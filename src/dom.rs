//! DOM Operations Adapter
//!
//! Thin helpers over the `dom_query` crate, plus [`inner_text`], which
//! renders an element the way a browser's `innerText` would: block
//! elements on their own lines, collapsed whitespace, preformatted text
//! kept verbatim and non-rendered elements skipped.

// Re-export core types for external use
pub use dom_query::{Document, Selection};

pub use tendril::StrTendril;

/// Elements whose content is never rendered as text.
const SKIPPED_ELEMENTS: &[&str] = &[
    "script", "style", "noscript", "template", "svg", "head", "title", "meta", "link",
];

/// Elements that start and end a line.
const BLOCK_ELEMENTS: &[&str] = &[
    "address", "article", "aside", "blockquote", "dd", "details", "div", "dl", "dt",
    "fieldset", "figcaption", "figure", "footer", "form", "header", "hr", "li", "main",
    "nav", "ol", "section", "summary", "table", "tbody", "thead", "tfoot", "tr", "ul",
    "user-query", "model-response", "infinite-scroller",
];

/// Elements separated from their neighbours by a blank line.
const PARAGRAPH_ELEMENTS: &[&str] = &["p", "pre", "h1", "h2", "h3", "h4", "h5", "h6"];

/// Table cells are separated by a tab, like `innerText` does.
const CELL_ELEMENTS: &[&str] = &["td", "th"];

// === Attribute Operations ===

/// Get element class attribute
#[inline]
#[must_use]
pub fn class_name(sel: &Selection) -> Option<String> {
    sel.attr("class").map(|s| s.to_string())
}

/// Get any attribute value
#[inline]
#[must_use]
pub fn get_attribute(sel: &Selection, name: &str) -> Option<String> {
    sel.attr(name).map(|s| s.to_string())
}

// === Tag/Node Information ===

/// Get tag name (lowercase)
#[must_use]
pub fn tag_name(sel: &Selection) -> Option<String> {
    sel.nodes()
        .first()
        .and_then(dom_query::NodeRef::node_name)
        .map(|t| t.to_ascii_lowercase())
}

// === Querying ===

/// Every element matched by `selector`, in document order, as single-node selections.
#[must_use]
pub fn query_all<'a>(root: &Selection<'a>, selector: &str) -> Vec<Selection<'a>> {
    root.select(selector)
        .nodes()
        .iter()
        .map(|node| Selection::from(*node))
        .collect()
}

/// First selector in `selectors` that matches anything under `root`.
///
/// Unlike a comma-joined selector this respects priority, not document order.
#[must_use]
pub fn first_match<'a>(root: &Selection<'a>, selectors: &[&str]) -> Option<Selection<'a>> {
    selectors.iter().find_map(|selector| {
        let found = root.select(selector);
        found
            .nodes()
            .first()
            .map(|node| Selection::from(*node))
    })
}

// === Text Content ===

/// Raw concatenated text of the node and its descendants.
#[inline]
#[must_use]
pub fn text_content(sel: &Selection) -> StrTendril {
    sel.text()
}

/// Text of the first node in `sel`, laid out like a browser's `innerText`.
#[must_use]
pub fn inner_text(sel: &Selection) -> String {
    let mut builder = TextBuilder::default();
    if let Some(node) = sel.nodes().first() {
        walk(&Selection::from(*node), &mut builder, false);
    }
    builder.out
}

fn walk(el: &Selection, out: &mut TextBuilder, preformatted: bool) {
    let Some(node) = el.nodes().first() else {
        return;
    };

    for child_node in node.children() {
        if child_node.is_element() {
            let child = Selection::from(child_node);
            let tag = tag_name(&child).unwrap_or_default();

            if SKIPPED_ELEMENTS.contains(&tag.as_str()) || child.has_attr("hidden") {
                continue;
            }

            if tag == "br" {
                out.push_literal("\n");
                continue;
            }

            let breaks = if PARAGRAPH_ELEMENTS.contains(&tag.as_str()) {
                2
            } else if BLOCK_ELEMENTS.contains(&tag.as_str()) {
                1
            } else {
                0
            };

            out.request_break(breaks);
            if CELL_ELEMENTS.contains(&tag.as_str()) && !out.at_line_start() {
                out.push_literal("\t");
            }
            walk(&child, out, preformatted || tag == "pre" || tag == "textarea");
            out.request_break(breaks);
        } else if child_node.is_text() {
            let text = child_node.text();
            if preformatted {
                out.push_literal(&text);
            } else {
                out.push_collapsed(&text);
            }
        }
    }
}

/// Accumulates rendered text, deferring separators until real text follows.
#[derive(Default)]
struct TextBuilder {
    out: String,
    pending_breaks: usize,
    pending_space: bool,
}

impl TextBuilder {
    fn request_break(&mut self, count: usize) {
        self.pending_breaks = self.pending_breaks.max(count);
    }

    fn at_line_start(&self) -> bool {
        self.out.is_empty() || self.out.ends_with('\n') || self.pending_breaks > 0
    }

    fn flush_separator(&mut self) {
        if self.pending_breaks > 0 {
            if !self.out.is_empty() {
                let have = self.out.len() - self.out.trim_end_matches('\n').len();
                for _ in have..self.pending_breaks {
                    self.out.push('\n');
                }
            }
        } else if self.pending_space && !self.out.is_empty() && !self.out.ends_with(char::is_whitespace) {
            self.out.push(' ');
        }
        self.pending_breaks = 0;
        self.pending_space = false;
    }

    fn push_literal(&mut self, text: &str) {
        if text.is_empty() {
            return;
        }
        self.flush_separator();
        self.out.push_str(text);
    }

    fn push_collapsed(&mut self, text: &str) {
        for ch in text.chars() {
            if ch.is_whitespace() {
                self.pending_space = true;
            } else {
                self.flush_separator();
                self.out.push(ch);
            }
        }
    }
}

// === Parsing ===

/// Parse HTML string into document
#[inline]
#[must_use]
pub fn parse(html: &str) -> Document {
    Document::from(html)
}

#[cfg(test)]
mod tests {
    use super::*;

    fn body_text(html: &str) -> String {
        let doc = parse(html);
        inner_text(&doc.select("body"))
    }

    #[test]
    fn test_parse_and_attributes() {
        let doc = parse(r#"<div id="main" class="container" data-x="1">content</div>"#);
        let div = doc.select("div");

        assert_eq!(class_name(&div), Some("container".to_string()));
        assert_eq!(get_attribute(&div, "data-x"), Some("1".to_string()));
        assert_eq!(get_attribute(&div, "data-y"), None);
        assert_eq!(tag_name(&div), Some("div".to_string()));
    }

    #[test]
    fn test_query_all_preserves_document_order() {
        let doc = parse("<user-query>a</user-query><model-response>b</model-response><user-query>c</user-query>");
        let found = query_all(&doc.select("body"), "user-query, model-response");
        let tags: Vec<_> = found.iter().filter_map(tag_name).collect();
        assert_eq!(tags, ["user-query", "model-response", "user-query"]);
    }

    #[test]
    fn test_first_match_respects_priority() {
        let doc = parse(r#"<main>second</main><div role="main">first</div>"#);
        let found = first_match(&doc.select("body"), &["[role='main']", "main"]).unwrap();
        assert_eq!(text_content(&found), "first".into());
        assert!(first_match(&doc.select("body"), &["article"]).is_none());
    }

    #[test]
    fn test_inner_text_separates_blocks() {
        assert_eq!(body_text("<div>one</div><div>two</div>"), "one\ntwo");
        assert_eq!(body_text("<p>one</p><p>two</p>"), "one\n\ntwo");
        assert_eq!(body_text("<span>one</span> <b>two</b>"), "one two");
        assert_eq!(body_text("line<br>break"), "line\nbreak");
    }

    #[test]
    fn test_inner_text_collapses_whitespace() {
        assert_eq!(body_text("<div>\n   hello \n\t world  </div>"), "hello world");
    }

    #[test]
    fn test_inner_text_keeps_preformatted_text() {
        let text = body_text("<p>code:</p><pre><code>fn main() {\n    run();\n}</code></pre>");
        assert_eq!(text, "code:\n\nfn main() {\n    run();\n}");
    }

    #[test]
    fn test_inner_text_skips_hidden_and_scripts() {
        let text = body_text(r#"<div>shown<script>var x = 1;</script><style>p{}</style><span hidden>secret</span></div>"#);
        assert_eq!(text, "shown");
    }

    #[test]
    fn test_inner_text_of_empty_selection() {
        let doc = parse("<div>content</div>");
        assert_eq!(inner_text(&doc.select("article")), "");
    }

    #[test]
    fn test_inner_text_table_cells() {
        let text = body_text("<table><tr><td>a</td><td>b</td></tr><tr><td>c</td><td>d</td></tr></table>");
        assert_eq!(text, "a\tb\nc\td");
    }
}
- - - - - - -
- **WORK ORDER**: List all lines above in which the string "shown" appears.

- **RESPONSE TO THE TASK**:
        let text = body_text(r#"<div>shown<script>var x = 1;</script><style>p{}</style><span hidden>secret</span></div>"#);
        assert_eq!(text, "shown");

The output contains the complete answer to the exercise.